Il est assassiné dans la nuit du 29 au 30 août 1973, à Pointe-Pescade. Un meurtre qu'il avait anticipé dans l'un de ses derniers poèmes : « ... Jeunes gens vous serez des hommes libres / vous construirez votre destin / vous construirez une culture sans race vous comprendrez pourquoi ma mort est optimiste / je ne me suicide pas / je vis / voilà ma signature » Il ne verra pas le recueil où se trouve ce texte prémonitoire.
Prospérité
Sénac n'était pas seulement un poète un « homo ». C'était aussi un rebelle.
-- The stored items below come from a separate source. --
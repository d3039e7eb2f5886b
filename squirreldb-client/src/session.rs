//! Wire session state machine.
//!
//! A [`Session`] holds everything that belongs to one connection except the
//! socket itself: the handshake state, the receive buffer, the pending request
//! table and the subscription table. It is driven by exactly one task (see
//! [`crate::connection`]), so none of it is behind a lock.

use crate::error::ClientError;
use bytes::BytesMut;
use squirreldb_protocol::{
    ChangeEvent, ClientMessage, Encoder, Encoding, FrameDecoder, HandshakeFlags,
    HandshakeRequest, HandshakeStatus, ServerMessage,
};
use std::collections::HashMap;
use tokio::sync::oneshot;
use uuid::Uuid;

/// Callback invoked for every change delivered on a subscription.
pub type ChangeCallback = Box<dyn FnMut(ChangeEvent) + Send + 'static>;

/// Completion slot for one outstanding request.
pub type ReplySender = oneshot::Sender<Result<ServerMessage, ClientError>>;

/// Connection lifecycle.
#[derive(Debug, Clone, Copy, PartialEq, Eq)]
pub enum SessionState {
    Connecting,
    AwaitingHandshake,
    Ready,
    Closed,
}

/// Outcome of a successful handshake. Fixed for the life of the connection.
#[derive(Debug, Clone, Copy, PartialEq, Eq)]
pub struct HandshakeResult {
    pub status: HandshakeStatus,
    /// Encoding used for every outbound frame.
    pub encoding: Encoding,
    pub session_id: Uuid,
}

/// A request waiting for its correlated response.
pub struct PendingRequest {
    reply: ReplySender,
    /// Installed into the subscription table when the `subscribed` ack arrives.
    on_subscribed: Option<ChangeCallback>,
}

impl PendingRequest {
    pub fn new(reply: ReplySender) -> Self {
        Self {
            reply,
            on_subscribed: None,
        }
    }

    pub fn with_subscription(reply: ReplySender, callback: ChangeCallback) -> Self {
        Self {
            reply,
            on_subscribed: Some(callback),
        }
    }

    /// Completes the request with an error.
    pub fn fail(self, error: ClientError) {
        let _ = self.reply.send(Err(error));
    }
}

/// Per-connection protocol state.
pub struct Session {
    state: SessionState,
    client_flags: HandshakeFlags,
    decoder: FrameDecoder,
    handshake: Option<HandshakeResult>,
    pending: HashMap<String, PendingRequest>,
    subscriptions: HashMap<String, ChangeCallback>,
}

impl Session {
    pub fn new(client_flags: HandshakeFlags, max_payload_size: u32) -> Self {
        Self {
            state: SessionState::Connecting,
            client_flags,
            decoder: FrameDecoder::with_max_payload(max_payload_size),
            handshake: None,
            pending: HashMap::new(),
            subscriptions: HashMap::new(),
        }
    }

    pub fn state(&self) -> SessionState {
        self.state
    }

    pub fn handshake(&self) -> Option<&HandshakeResult> {
        self.handshake.as_ref()
    }

    /// Builds the handshake request. Must be the first thing written.
    pub fn start_handshake(&mut self, token: &str) -> Result<BytesMut, ClientError> {
        let hello = HandshakeRequest::new(self.client_flags, token).encode()?;
        self.state = SessionState::AwaitingHandshake;
        Ok(hello)
    }

    /// Feeds bytes received while waiting for the handshake response.
    ///
    /// Returns `Ok(None)` until the full 19-byte response is buffered. Any
    /// bytes past the response are kept for [`Session::process_buffered`].
    pub fn receive_handshake(
        &mut self,
        data: &[u8],
    ) -> Result<Option<HandshakeResult>, ClientError> {
        debug_assert_eq!(self.state, SessionState::AwaitingHandshake);
        self.decoder.extend(data);

        let response = match self.decoder.take_handshake()? {
            Some(response) => response,
            None => return Ok(None),
        };

        let outcome = match response.status {
            HandshakeStatus::Success => Ok(HandshakeResult {
                status: response.status,
                encoding: response.negotiated_encoding(self.client_flags),
                session_id: response.session_id,
            }),
            HandshakeStatus::VersionMismatch => Err(ClientError::VersionMismatch {
                server_version: response.version,
            }),
            HandshakeStatus::AuthFailed => Err(ClientError::AuthFailed),
            HandshakeStatus::Unknown(status) => {
                Err(ClientError::UnexpectedHandshakeStatus(status))
            }
        };

        match outcome {
            Ok(result) => {
                tracing::debug!(
                    session_id = %result.session_id,
                    encoding = %result.encoding,
                    "handshake complete"
                );
                self.handshake = Some(result);
                self.state = SessionState::Ready;
                Ok(Some(result))
            }
            Err(e) => {
                self.close();
                Err(e)
            }
        }
    }

    /// Encoding negotiated at handshake time (JSON before that).
    pub fn encoding(&self) -> Encoding {
        self.handshake
            .map(|h| h.encoding)
            .unwrap_or(Encoding::Json)
    }

    /// Registers a pending request and returns the framed bytes to write.
    ///
    /// On failure the pending slot is completed with the error and `None` is
    /// returned; nothing must be written in that case.
    pub fn begin_request(
        &mut self,
        message: &ClientMessage,
        pending: PendingRequest,
    ) -> Option<BytesMut> {
        if self.state != SessionState::Ready {
            pending.fail(ClientError::ConnectionClosed);
            return None;
        }

        let id = message.id();
        if self.pending.contains_key(id) {
            pending.fail(ClientError::DuplicateRequestId(id.to_string()));
            return None;
        }

        match Encoder::encode_request(message, self.encoding()) {
            Ok(bytes) => {
                tracing::debug!(id, kind = message.kind(), len = bytes.len(), "sending request");
                self.pending.insert(id.to_string(), pending);
                Some(bytes)
            }
            Err(e) => {
                pending.fail(ClientError::Protocol(e));
                None
            }
        }
    }

    /// Drops a pending request without completing it.
    ///
    /// A subscribe whose ack was already dispatched is torn down as well,
    /// since the subscription id is the request id.
    pub fn cancel_request(&mut self, id: &str) -> bool {
        let cancelled = self.pending.remove(id).is_some();
        let unsubscribed = self.subscriptions.remove(id).is_some();
        cancelled || unsubscribed
    }

    /// Appends received bytes and dispatches every complete frame.
    ///
    /// Returns the number of messages dispatched. An `Err` means the stream
    /// is desynchronized and the session must be closed.
    pub fn receive(&mut self, data: &[u8]) -> Result<usize, ClientError> {
        self.decoder.extend(data);
        self.process_buffered()
    }

    /// Dispatches complete frames already sitting in the receive buffer.
    pub fn process_buffered(&mut self) -> Result<usize, ClientError> {
        let mut dispatched = 0;
        while let Some(frame) = self.decoder.decode_frame()? {
            match frame.decode_message::<ServerMessage>() {
                Ok(message) => {
                    self.dispatch(message);
                    dispatched += 1;
                }
                Err(e) => {
                    tracing::warn!(
                        encoding = frame.encoding,
                        len = frame.payload.len(),
                        "dropping undecodable frame: {}",
                        e
                    );
                }
            }
        }
        Ok(dispatched)
    }

    /// Routes a decoded server message to its subscription or pending request.
    pub fn dispatch(&mut self, message: ServerMessage) {
        if let ServerMessage::Change { id, change } = message {
            match self.subscriptions.get_mut(&id) {
                Some(callback) => callback(change),
                None => tracing::debug!(id = %id, "dropping change for unknown subscription"),
            }
            return;
        }

        let Some(pending) = self.pending.remove(message.id()) else {
            tracing::debug!(
                id = message.id(),
                kind = message.kind(),
                "dropping response with no pending request"
            );
            return;
        };

        if let (ServerMessage::Subscribed { id }, Some(callback)) =
            (&message, pending.on_subscribed)
        {
            if pending.reply.is_closed() {
                // Nobody holds the id, so nobody could ever unsubscribe.
                tracing::debug!(id = %id, "caller gone, not installing subscription");
            } else {
                tracing::debug!(id = %id, "subscription active");
                self.subscriptions.insert(id.clone(), callback);
            }
        }

        let _ = pending.reply.send(Ok(message));
    }

    /// Removes a subscription. Its callback is never invoked again.
    pub fn remove_subscription(&mut self, id: &str) -> bool {
        self.subscriptions.remove(id).is_some()
    }

    /// Moves to `Closed`: fails every pending request and drops all subscriptions.
    pub fn close(&mut self) {
        if !self.pending.is_empty() {
            tracing::debug!("failing {} pending requests", self.pending.len());
        }
        for (_, pending) in self.pending.drain() {
            pending.fail(ClientError::ConnectionClosed);
        }
        self.subscriptions.clear();
        self.decoder.clear();
        self.state = SessionState::Closed;
    }

    pub fn pending_count(&self) -> usize {
        self.pending.len()
    }

    pub fn subscription_count(&self) -> usize {
        self.subscriptions.len()
    }

    pub fn has_subscription(&self, id: &str) -> bool {
        self.subscriptions.contains_key(id)
    }
}
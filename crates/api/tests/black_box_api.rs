use std::sync::Arc;

use pantry_api::app::{build_app, services::AppServices};
use reqwest::StatusCode;
use serde_json::{json, Value};

struct TestServer {
    base_url: String,
    handle: tokio::task::JoinHandle<()>,
}

impl TestServer {
    /// Same router as prod over a seeded in-memory store, on an ephemeral port.
    async fn spawn() -> Self {
        let services = AppServices::seeded_in_memory().await.unwrap();
        let app = build_app(Arc::new(services));
        let listener = tokio::net::TcpListener::bind("127.0.0.1:0")
            .await
            .expect("failed to bind ephemeral port");
        let addr = listener.local_addr().unwrap();
        let base_url = format!("http://{}", addr);

        let handle = tokio::spawn(async move {
            axum::serve(listener, app).await.unwrap();
        });

        Self { base_url, handle }
    }

    fn url(&self, path: &str) -> String {
        format!("{}{}", self.base_url, path)
    }
}

impl Drop for TestServer {
    fn drop(&mut self) {
        self.handle.abort();
    }
}

const RICE: &str = "/inventory/Sona%20Masoori%20Rice";

async fn quantity_of(client: &reqwest::Client, srv: &TestServer, path: &str) -> i64 {
    let res = client.get(srv.url(path)).send().await.unwrap();
    assert_eq!(res.status(), StatusCode::OK);
    let body: Value = res.json().await.unwrap();
    body["quantity"].as_i64().unwrap()
}

#[tokio::test]
async fn health_is_ok() {
    let srv = TestServer::spawn().await;
    let res = reqwest::get(srv.url("/health")).await.unwrap();
    assert_eq!(res.status(), StatusCode::OK);
}

#[tokio::test]
async fn seeded_catalogue_is_listed() {
    let srv = TestServer::spawn().await;
    let res = reqwest::get(srv.url("/inventory")).await.unwrap();
    assert_eq!(res.status(), StatusCode::OK);

    let items: Vec<Value> = res.json().await.unwrap();
    assert_eq!(items.len(), 31);
    let rice = items
        .iter()
        .find(|i| i["productName"] == "Sona Masoori Rice")
        .unwrap();
    assert_eq!(rice["quantity"], 13);
    assert_eq!(rice["totalWeight"].as_f64().unwrap(), 260.0);
}

#[tokio::test]
async fn inventory_lifecycle_create_update_delete() {
    let srv = TestServer::spawn().await;
    let client = reqwest::Client::new();

    let new_item = json!({
        "productName": "Basmati Rice",
        "unitWeight": 10,
        "price": 12.5,
        "quantity": 4,
        "category": "South Asian"
    });
    let res = client.post(srv.url("/inventory")).json(&new_item).send().await.unwrap();
    assert_eq!(res.status(), StatusCode::CREATED);
    let created: Value = res.json().await.unwrap();
    assert_eq!(created["totalWeight"].as_f64().unwrap(), 40.0);

    let dup = client.post(srv.url("/inventory")).json(&new_item).send().await.unwrap();
    assert_eq!(dup.status(), StatusCode::CONFLICT);
    let body: Value = dup.json().await.unwrap();
    assert_eq!(body["error"], "already_exists");

    let res = client
        .put(srv.url("/inventory/Basmati%20Rice"))
        .json(&json!({ "price": 11, "quantity": 7 }))
        .send()
        .await
        .unwrap();
    assert_eq!(res.status(), StatusCode::OK);
    let updated: Value = res.json().await.unwrap();
    assert_eq!(updated["quantity"], 7);
    assert_eq!(updated["totalWeight"].as_f64().unwrap(), 70.0);

    let res = client.delete(srv.url("/inventory/Basmati%20Rice")).send().await.unwrap();
    assert_eq!(res.status(), StatusCode::NO_CONTENT);

    let res = client.get(srv.url("/inventory/Basmati%20Rice")).send().await.unwrap();
    assert_eq!(res.status(), StatusCode::NOT_FOUND);
    let res = client.delete(srv.url("/inventory/Basmati%20Rice")).send().await.unwrap();
    assert_eq!(res.status(), StatusCode::NOT_FOUND);
}

#[tokio::test]
async fn invalid_inventory_input_is_rejected() {
    let srv = TestServer::spawn().await;
    let client = reqwest::Client::new();

    let res = client
        .post(srv.url("/inventory"))
        .json(&json!({
            "productName": "Bad Flour",
            "unitWeight": 1,
            "price": 1,
            "quantity": -3,
            "category": "Baking"
        }))
        .send()
        .await
        .unwrap();
    assert_eq!(res.status(), StatusCode::BAD_REQUEST);

    let res = client
        .post(srv.url("/inventory"))
        .json(&json!({ "productName": "Missing Fields" }))
        .send()
        .await
        .unwrap();
    assert_eq!(res.status(), StatusCode::BAD_REQUEST);
    let body: Value = res.json().await.unwrap();
    assert_eq!(body["error"], "invalid_body");
}

#[tokio::test]
async fn oversized_inventory_totals_are_400_not_a_crash() {
    let srv = TestServer::spawn().await;
    let client = reqwest::Client::new();

    let res = client
        .post(srv.url("/inventory"))
        .json(&json!({
            "productName": "Heavy Sack",
            "unitWeight": 1e22,
            "price": 1,
            "quantity": i64::MAX,
            "category": "Bulk"
        }))
        .send()
        .await
        .unwrap();
    assert_eq!(res.status(), StatusCode::BAD_REQUEST);

    let res = client
        .post(srv.url("/inventory"))
        .json(&json!({
            "productName": "Heavy Sack",
            "unitWeight": 1e22,
            "price": 1,
            "quantity": 1,
            "category": "Bulk"
        }))
        .send()
        .await
        .unwrap();
    assert_eq!(res.status(), StatusCode::CREATED);

    let res = client
        .put(srv.url("/inventory/Heavy%20Sack"))
        .json(&json!({ "price": 1, "quantity": i64::MAX }))
        .send()
        .await
        .unwrap();
    assert_eq!(res.status(), StatusCode::BAD_REQUEST);
    assert_eq!(quantity_of(&client, &srv, "/inventory/Heavy%20Sack").await, 1);

    // The server is still serving after both rejections.
    let res = reqwest::get(srv.url("/health")).await.unwrap();
    assert_eq!(res.status(), StatusCode::OK);
}

#[tokio::test]
async fn finalize_deducts_stock_and_records_order() {
    let srv = TestServer::spawn().await;
    let client = reqwest::Client::new();

    let res = client
        .post(srv.url("/orders/finalize"))
        .json(&json!({
            "purchaser": "student@pantry.example.edu",
            "lineItems": [
                { "productName": "Sona Masoori Rice", "requestedQuantity": 5, "requestedWeight": 100 }
            ]
        }))
        .send()
        .await
        .unwrap();
    assert_eq!(res.status(), StatusCode::OK);
    let order: Value = res.json().await.unwrap();
    let records = order["records"].as_array().unwrap();
    assert_eq!(records.len(), 1);
    assert_eq!(records[0]["quantity"], 5);
    assert_eq!(records[0]["price"].as_f64().unwrap(), 125.0);

    assert_eq!(quantity_of(&client, &srv, RICE).await, 8);

    let history: Vec<Value> = client
        .get(srv.url("/orders?purchaser=student@pantry.example.edu"))
        .send()
        .await
        .unwrap()
        .json()
        .await
        .unwrap();
    assert_eq!(history.len(), 1);
    assert_eq!(history[0]["productName"], "Sona Masoori Rice");
}

#[tokio::test]
async fn over_request_is_409_and_changes_nothing() {
    let srv = TestServer::spawn().await;
    let client = reqwest::Client::new();

    let res = client
        .post(srv.url("/orders/finalize"))
        .json(&json!({
            "purchaser": "student@pantry.example.edu",
            "lineItems": [
                { "productName": "Maggi Noodles", "requestedQuantity": 2 },
                { "productName": "Black Chickpeas (Channa)", "requestedQuantity": 5 }
            ]
        }))
        .send()
        .await
        .unwrap();
    assert_eq!(res.status(), StatusCode::CONFLICT);
    let body: Value = res.json().await.unwrap();
    assert_eq!(body["error"], "insufficient_stock");
    assert!(body["message"].as_str().unwrap().contains("Black Chickpeas (Channa)"));

    assert_eq!(quantity_of(&client, &srv, "/inventory/Maggi%20Noodles").await, 400);
    let history: Vec<Value> = client.get(srv.url("/orders")).send().await.unwrap().json().await.unwrap();
    assert!(history.is_empty());
}

#[tokio::test]
async fn finalize_rejects_unknown_products_and_malformed_batches() {
    let srv = TestServer::spawn().await;
    let client = reqwest::Client::new();

    let ghost = client
        .post(srv.url("/orders/finalize"))
        .json(&json!({
            "purchaser": "student@pantry.example.edu",
            "lineItems": [{ "productName": "Ghost", "requestedQuantity": 1 }]
        }))
        .send()
        .await
        .unwrap();
    assert_eq!(ghost.status(), StatusCode::NOT_FOUND);
    let body: Value = ghost.json().await.unwrap();
    assert_eq!(body["error"], "product_not_found");

    let empty = client
        .post(srv.url("/orders/finalize"))
        .json(&json!({ "purchaser": "student@pantry.example.edu", "lineItems": [] }))
        .send()
        .await
        .unwrap();
    assert_eq!(empty.status(), StatusCode::BAD_REQUEST);

    let anonymous = client
        .post(srv.url("/orders/finalize"))
        .json(&json!({ "lineItems": [{ "productName": "Maggi Noodles", "requestedQuantity": 1 }] }))
        .send()
        .await
        .unwrap();
    assert_eq!(anonymous.status(), StatusCode::BAD_REQUEST);
}

#[tokio::test]
async fn concurrent_orders_never_oversell() {
    let srv = TestServer::spawn().await;
    let client = reqwest::Client::new();
    let order = json!({
        "purchaser": "student@pantry.example.edu",
        "lineItems": [{ "productName": "Sona Masoori Rice", "requestedQuantity": 7 }]
    });

    let (a, b) = tokio::join!(
        client.post(srv.url("/orders/finalize")).json(&order).send(),
        client.post(srv.url("/orders/finalize")).json(&order).send(),
    );
    let statuses = [a.unwrap().status(), b.unwrap().status()];
    assert_eq!(statuses.iter().filter(|s| **s == StatusCode::OK).count(), 1);
    assert!(statuses.contains(&StatusCode::CONFLICT));
    assert_eq!(quantity_of(&client, &srv, RICE).await, 6);
}

#[tokio::test]
async fn popular_report_ranks_by_total_quantity() {
    let srv = TestServer::spawn().await;
    let client = reqwest::Client::new();

    for (product, qty) in [("Maggi Noodles", 4), ("Kurkure Msl", 1), ("Maggi Noodles", 2), ("Sw Bhel Cup", 3)] {
        let res = client
            .post(srv.url("/orders/finalize"))
            .json(&json!({
                "purchaser": "student@pantry.example.edu",
                "lineItems": [{ "productName": product, "requestedQuantity": qty }]
            }))
            .send()
            .await
            .unwrap();
        assert_eq!(res.status(), StatusCode::OK);
    }

    let top: Vec<Value> = client
        .get(srv.url("/orders/popular?limit=2"))
        .send()
        .await
        .unwrap()
        .json()
        .await
        .unwrap();
    assert_eq!(top.len(), 2);
    assert_eq!(top[0]["name"], "Maggi Noodles");
    assert_eq!(top[0]["totalQuantity"], 6);
    assert_eq!(top[1]["name"], "Sw Bhel Cup");

    let all: Vec<Value> = client.get(srv.url("/orders/popular")).send().await.unwrap().json().await.unwrap();
    assert_eq!(all.len(), 3);

    let none: Vec<Value> = client
        .get(srv.url("/orders/popular?limit=0"))
        .send()
        .await
        .unwrap()
        .json()
        .await
        .unwrap();
    assert!(none.is_empty());
}

#[tokio::test]
async fn users_are_unique_by_email_ignoring_case() {
    let srv = TestServer::spawn().await;
    let client = reqwest::Client::new();

    let res = client
        .post(srv.url("/users"))
        .json(&json!({ "email": "new.student@umbc.edu", "displayName": "New Student" }))
        .send()
        .await
        .unwrap();
    assert_eq!(res.status(), StatusCode::CREATED);
    let user: Value = res.json().await.unwrap();
    assert_eq!(user["role"], "student");

    let dup = client
        .post(srv.url("/users"))
        .json(&json!({ "email": "NEW.STUDENT@umbc.edu", "role": "admin" }))
        .send()
        .await
        .unwrap();
    assert_eq!(dup.status(), StatusCode::CONFLICT);

    let bad = client
        .post(srv.url("/users"))
        .json(&json!({ "email": "not-an-email" }))
        .send()
        .await
        .unwrap();
    assert_eq!(bad.status(), StatusCode::BAD_REQUEST);

    let users: Vec<Value> = client.get(srv.url("/users")).send().await.unwrap().json().await.unwrap();
    assert_eq!(users.len(), 3);
}

#[tokio::test]
async fn visits_can_be_anonymous() {
    let srv = TestServer::spawn().await;
    let client = reqwest::Client::new();

    let res = client.post(srv.url("/visits")).json(&json!({})).send().await.unwrap();
    assert_eq!(res.status(), StatusCode::CREATED);
    let res = client.post(srv.url("/visits")).send().await.unwrap();
    assert_eq!(res.status(), StatusCode::CREATED);
    let res = client
        .post(srv.url("/visits"))
        .json(&json!({ "email": "student@pantry.example.edu" }))
        .send()
        .await
        .unwrap();
    assert_eq!(res.status(), StatusCode::CREATED);

    let visits: Vec<Value> = client.get(srv.url("/visits")).send().await.unwrap().json().await.unwrap();
    assert_eq!(visits.len(), 3);
    assert!(visits[0]["email"].is_null());
    assert_eq!(visits[2]["email"], "student@pantry.example.edu");
}

#[tokio::test]
async fn cors_allows_other_origins() {
    let srv = TestServer::spawn().await;
    let client = reqwest::Client::new();

    let res = client
        .get(srv.url("/inventory"))
        .header("Origin", "http://localhost:3000")
        .send()
        .await
        .unwrap();
    assert_eq!(res.status(), StatusCode::OK);
    assert_eq!(
        res.headers().get("access-control-allow-origin").unwrap(),
        "*"
    );
}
Comme Pier Paolo Pasolini et Lorca, qui, comme lui ont été assassinés. En 1971, Jamel Eddine Bencheikh – le génial traducteur des Mille et une nuits et du Voyage de Muhammed, médiéviste arabe et poète francophone – écrivait pour l'Encyclopédia Universalis, à l'article Littératures maghrébines : « C'est, paradoxalement, l'œuvre d'un auteur d'ascendance européenne, mais ayant choisi de lutter pour la nation algérienne et d'y vivre, Jean Sénac, qui domine la production... Il est, sans conteste, à l'heure actuelle, le plus grand poète algérien.» En septembre 1998, Abdelhafid Adnani faisant dans Libération un parallèle entre ces deux morts violentes, celle du barde kabyle Matoub Lounes, qui venait d'être assassiné, et celle de Jean Sénac, rappelait à cette occasion que celui-ci n'avait jamais obtenu la nationalité algérienne, le poète ayant refusé de la quémander. Jean-Pierre
Péroncel-Hugoz lui a consacré un livre, Assassinat d'un poète, (éd du
Quai, 1983) et a participé au scénario du film Le soleil assassiné que le cinéaste algérien Abdekrim Bahloui a consacré au poète en 2004.
Rappelons Jean Sénac, entre désir et douleur de Rabah Belamri, le romancier aveugle et clairvoyant, publié en 1989 par l'OPU à Alger ; et l'ouvrage que lui consacrent les fidèles Jamel Eddine Bencheikh et C.
Chaulet-Achour (Séguier-Atlantica, 1999), dont le titre, Jean Sénac, clandestin des deux rives, résume à lui seul la trajectoire libertaire et tragique du poète.